While it may cost you less to get a dog from a backyard breeder than from a reputable, show breeder, there are, sadly, very good reasons why. Those same reasons are why you should avoid backyard dog breeders.
Recently there has been more exposure in the media regarding puppy mills but it hasn’t covered the sad scenario of backyard breeding, despite increasing public awareness of animal cruelty. These people are responsible for most of the overpopulation issues associated with animal shelters and forced euthanasia incidents.
Definition of a backyard breeder
The term “backyard breeding” refers to people who breed animals in an irresponsible manner. Their main interest is in making as much money as possible whilst spending as little as they can; hence the profits they can make. They don’t care about the welfare of animals in their care and that results in poor quality specimens that deserve much better.
Sometimes a backyard breeder doesn’t initially set out to do harm but their bitch may have an unwanted pregnancy because they failed to have her desexed. Sometimes they’re bred so puppies can be sold for a quick profit. “Puppy farm” or “puppy mill” are the two most commonly used terms to describe this behaviour when done on a big scale. Some breeders think they can produce good quality show dogs and rake in the big money.
Other breeders are under the false assumption that all dogs must produce one or more litters to feel fulfilled. However, the most common reason a backyard breeder does it initially is with the best intentions. They have a really great, loving pet and they believe that lots of puppies will enable others to also have such a wonderful experience.
What separates backyard breeders and genuine, responsible breeders is the standards the breeder meets whilst caring for the dogs and litters.
Good intentions often aren’t enough
Puppy mill owners work on the premise of high volume breeding with only minimal care and poor living conditions. Backyard breeders are a bit different in some cases. Those who are only keen to make huge profits are virtually the same as the mill owners. Big litters, various breeds, dirty cages for homes and poorly fed animals are the result of their lack of care.
There are others who may appear harmless at first or can be hard to identify. They only breed one or two litters and house them inside so others aren’t aware of what they’re doing. They may raise both parents and even let you see them when you meet the puppies. You’ll naturally assume they have been cared for properly as they’ll all look clean and happy. You won’t suspect they’re backyard breeders, even though they have the best intentions and there are times when they don’t even think they’re doing anything wrong.
What’s wrong with backyard breeding?
The first obvious fact is they don’t have the knowledge and experience that genuine breeders have when it comes to breeding their chosen breed(s). The genuine breeders can breed for ideal qualities and reduce any unwanted characteristics and they’ll usually have some knowledge of genetics. They keep comprehensive files on all their dogs and puppies, often going back a few generations. Serious health concerns can be screened for.
On the other hand, a backyard breeder will have some knowledge of his breed and will assume everything else. Backyard breeders typically simply mate their bitches to the most conveniently located and available male. Perhaps their own male or a friends dog, without any research on the breeding lines and any compatibility concerns.His bitch may have a genetic predisposition towards luxating patellas or other problems he may not know about. Because of insufficient knowledge of prior generations, new owners may incur thousands of dollars in expenses to fix major health problems. Even worse is that the new owner may have a temperamental new dog that may end up being left at a shelter or, sadly, being euthanised.
Most genuine breeders will put restrictions on the puppy owner’s right to breed and will get pet puppy buyers to sign a specific contract, promising they won’t breed the puppies, thereby avoiding the creation of substandard litters. Some will give a partial refund if a buyer has a neuter/spay certificate supplied by their vet.

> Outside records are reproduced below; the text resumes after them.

//! In-memory store
//!
//! Backs the `memory` database mode and the unit test suites. Implements
//! the same store traits as the SurrealDB repositories; a single
//! [`MemoryStore`] serves all three because the maps share nothing.

use std::collections::HashMap;

use async_trait::async_trait;
use parking_lot::RwLock;

use super::models::{
    Driver, DriverStatus, DriverUpdate, Order, OrderHistoryEntry, OrderStatus, OrderUpdate,
    Restaurant, RestaurantSettingsUpdate,
};
use super::{DriverStore, OrderStore, RepoError, RepoResult, RestaurantStore};

/// HashMap-backed implementation of all three store traits
#[derive(Default)]
pub struct MemoryStore {
    orders: RwLock<HashMap<String, Order>>,
    history: RwLock<Vec<OrderHistoryEntry>>,
    drivers: RwLock<HashMap<String, Driver>>,
    restaurants: RwLock<HashMap<String, Restaurant>>,
}

impl MemoryStore {
    pub fn new() -> Self {
        Self::default()
    }
}

fn apply_order_patch(order: &mut Order, patch: &OrderUpdate) {
    if let Some(status) = patch.status {
        order.status = status;
    }
    if let Some(driver_id) = &patch.driver_id {
        order.driver_id = Some(driver_id.clone());
    }
    if patch.confirmed_at.is_some() {
        order.confirmed_at = patch.confirmed_at;
    }
    if patch.ready_at.is_some() {
        order.ready_at = patch.ready_at;
    }
    if patch.assigned_at.is_some() {
        order.assigned_at = patch.assigned_at;
    }
    if patch.picked_up_at.is_some() {
        order.picked_up_at = patch.picked_up_at;
    }
    if patch.delivered_at.is_some() {
        order.delivered_at = patch.delivered_at;
    }
}

#[async_trait]
impl OrderStore for MemoryStore {
    async fn insert_order(&self, order: &Order) -> RepoResult<()> {
        let mut orders = self.orders.write();
        if orders.contains_key(&order.id) {
            return Err(RepoError::Duplicate(format!(
                "Order {} already exists",
                order.id
            )));
        }
        orders.insert(order.id.clone(), order.clone());
        Ok(())
    }

    async fn get_order(&self, restaurant_id: &str, id: &str) -> RepoResult<Option<Order>> {
        let orders = self.orders.read();
        Ok(orders
            .get(id)
            .filter(|o| o.restaurant_id == restaurant_id)
            .cloned())
    }

    async fn get_order_by_number(&self, order_number: &str) -> RepoResult<Option<Order>> {
        let orders = self.orders.read();
        Ok(orders
            .values()
            .find(|o| o.order_number == order_number)
            .cloned())
    }

    async fn list_orders(
        &self,
        restaurant_id: &str,
        status: Option<OrderStatus>,
    ) -> RepoResult<Vec<Order>> {
        let orders = self.orders.read();
        let mut result: Vec<Order> = orders
            .values()
            .filter(|o| o.restaurant_id == restaurant_id)
            .filter(|o| status.is_none_or(|s| o.status == s))
            .cloned()
            .collect();
        result.sort_by(|a, b| b.created_at.cmp(&a.created_at));
        Ok(result)
    }

    async fn list_active_orders(&self, restaurant_id: &str) -> RepoResult<Vec<Order>> {
        let orders = self.orders.read();
        let mut result: Vec<Order> = orders
            .values()
            .filter(|o| o.restaurant_id == restaurant_id)
            .filter(|o| {
                !matches!(o.status, OrderStatus::Delivered | OrderStatus::Cancelled)
            })
            .cloned()
            .collect();
        result.sort_by(|a, b| b.created_at.cmp(&a.created_at));
        Ok(result)
    }

    async fn count_orders(&self, restaurant_id: &str) -> RepoResult<u64> {
        let orders = self.orders.read();
        Ok(orders
            .values()
            .filter(|o| o.restaurant_id == restaurant_id)
            .count() as u64)
    }

    async fn update_order_guarded(
        &self,
        restaurant_id: &str,
        id: &str,
        expected: OrderStatus,
        patch: OrderUpdate,
    ) -> RepoResult<Option<Order>> {
        let mut orders = self.orders.write();
        let Some(order) = orders
            .get_mut(id)
            .filter(|o| o.restaurant_id == restaurant_id)
        else {
            return Ok(None);
        };
        if order.status != expected {
            return Ok(None);
        }
        apply_order_patch(order, &patch);
        Ok(Some(order.clone()))
    }

    async fn append_history(&self, entry: &OrderHistoryEntry) -> RepoResult<()> {
        self.history.write().push(entry.clone());
        Ok(())
    }

    async fn list_history(&self, order_id: &str) -> RepoResult<Vec<OrderHistoryEntry>> {
        let history = self.history.read();
        let mut entries: Vec<OrderHistoryEntry> = history
            .iter()
            .filter(|e| e.order_id == order_id)
            .cloned()
            .collect();
        entries.sort_by(|a, b| a.created_at.cmp(&b.created_at));
        Ok(entries)
    }
}

#[async_trait]
impl DriverStore for MemoryStore {
    async fn insert_driver(&self, driver: &Driver) -> RepoResult<()> {
        let mut drivers = self.drivers.write();
        if drivers.contains_key(&driver.id) {
            return Err(RepoError::Duplicate(format!(
                "Driver {} already exists",
                driver.id
            )));
        }
        drivers.insert(driver.id.clone(), driver.clone());
        Ok(())
    }

    async fn get_driver(&self, restaurant_id: &str, id: &str) -> RepoResult<Option<Driver>> {
        let drivers = self.drivers.read();
        Ok(drivers
            .get(id)
            .filter(|d| d.restaurant_id == restaurant_id)
            .cloned())
    }

    async fn list_drivers(
        &self,
        restaurant_id: &str,
        status: Option<DriverStatus>,
        include_inactive: bool,
    ) -> RepoResult<Vec<Driver>> {
        let drivers = self.drivers.read();
        let mut result: Vec<Driver> = drivers
            .values()
            .filter(|d| d.restaurant_id == restaurant_id)
            .filter(|d| include_inactive || d.is_active)
            .filter(|d| status.is_none_or(|s| d.status == s))
            .cloned()
            .collect();
        result.sort_by(|a, b| a.name.cmp(&b.name));
        Ok(result)
    }

    async fn update_driver(
        &self,
        restaurant_id: &str,
        id: &str,
        patch: DriverUpdate,
    ) -> RepoResult<Option<Driver>> {
        let mut drivers = self.drivers.write();
        let Some(driver) = drivers
            .get_mut(id)
            .filter(|d| d.restaurant_id == restaurant_id)
        else {
            return Ok(None);
        };
        if let Some(name) = patch.name {
            driver.name = name;
        }
        if let Some(phone) = patch.phone {
            driver.phone = phone;
        }
        if patch.email.is_some() {
            driver.email = patch.email;
        }
        if let Some(vehicle_type) = patch.vehicle_type {
            driver.vehicle_type = vehicle_type;
        }
        if patch.license_plate.is_some() {
            driver.license_plate = patch.license_plate;
        }
        Ok(Some(driver.clone()))
    }

    async fn update_driver_status_guarded(
        &self,
        restaurant_id: &str,
        id: &str,
        expected: DriverStatus,
        new: DriverStatus,
    ) -> RepoResult<Option<Driver>> {
        let mut drivers = self.drivers.write();
        let Some(driver) = drivers
            .get_mut(id)
            .filter(|d| d.restaurant_id == restaurant_id)
        else {
            return Ok(None);
        };
        if driver.status != expected {
            return Ok(None);
        }
        driver.status = new;
        Ok(Some(driver.clone()))
    }

    async fn set_active(
        &self,
        restaurant_id: &str,
        id: &str,
        active: bool,
    ) -> RepoResult<Option<Driver>> {
        let mut drivers = self.drivers.write();
        let Some(driver) = drivers
            .get_mut(id)
            .filter(|d| d.restaurant_id == restaurant_id)
        else {
            return Ok(None);
        };
        driver.is_active = active;
        Ok(Some(driver.clone()))
    }

    async fn record_delivery(&self, restaurant_id: &str, id: &str) -> RepoResult<Option<Driver>> {
        let mut drivers = self.drivers.write();
        let Some(driver) = drivers
            .get_mut(id)
            .filter(|d| d.restaurant_id == restaurant_id)
        else {
            return Ok(None);
        };
        driver.total_deliveries += 1;
        Ok(Some(driver.clone()))
    }

    async fn record_rating(
        &self,
        restaurant_id: &str,
        id: &str,
        rating: f64,
    ) -> RepoResult<Option<Driver>> {
        let mut drivers = self.drivers.write();
        let Some(driver) = drivers
            .get_mut(id)
            .filter(|d| d.restaurant_id == restaurant_id)
        else {
            return Ok(None);
        };
        let count = driver.total_rating_count as f64;
        driver.average_rating = (driver.average_rating * count + rating) / (count + 1.0);
        driver.total_rating_count += 1;
        Ok(Some(driver.clone()))
    }
}

#[async_trait]
impl RestaurantStore for MemoryStore {
    async fn insert_restaurant(&self, restaurant: &Restaurant) -> RepoResult<()> {
        let mut restaurants = self.restaurants.write();
        if restaurants.contains_key(&restaurant.id) {
            return Err(RepoError::Duplicate(format!(
                "Restaurant {} already exists",
                restaurant.id
            )));
        }
        restaurants.insert(restaurant.id.clone(), restaurant.clone());
        Ok(())
    }

    async fn get_restaurant(&self, id: &str) -> RepoResult<Option<Restaurant>> {
        Ok(self.restaurants.read().get(id).cloned())
    }

    async fn update_settings(
        &self,
        id: &str,
        patch: RestaurantSettingsUpdate,
    ) -> RepoResult<Option<Restaurant>> {
        let mut restaurants = self.restaurants.write();
        let Some(restaurant) = restaurants.get_mut(id) else {
            return Ok(None);
        };
        if let Some(name) = patch.name {
            restaurant.name = name;
        }
        if let Some(prep) = patch.average_prep_time {
            restaurant.average_prep_time = prep;
        }
        if let Some(fee) = patch.delivery_fee {
            restaurant.delivery_fee = fee;
        }
        Ok(Some(restaurant.clone()))
    }
}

Many Pomeranian lovers regard breeding high quality, healthy Poms as an obsession. Their lives are centred around their dogs and they compete in performance events and conformation shows. They’re generally known as hobby or show breeders but that doesn’t fully describe their complete dedication.
Lots of people assume breeders do it for money. Serious and hobby breeders don’t do it for that reason. It’s purely because they love it. The amount of money they spend on their dogs far outweighs the amount they would ever get back.
Don’t be fooled by the term “Registered Breeder”
Anyone can easily join the Kennel Club and become a registered breeder. Registered breeders can also be backyard breeders. Would-be puppy owners need to recognise and understand the real difference between show breeders and registered backyard breeders. The incentives are very high to be a registered breeder: higher prices, easier to advertise and sell kennel club registered pups.
Don’t be fooled into purchasing a puppy from a registered backyard breeder.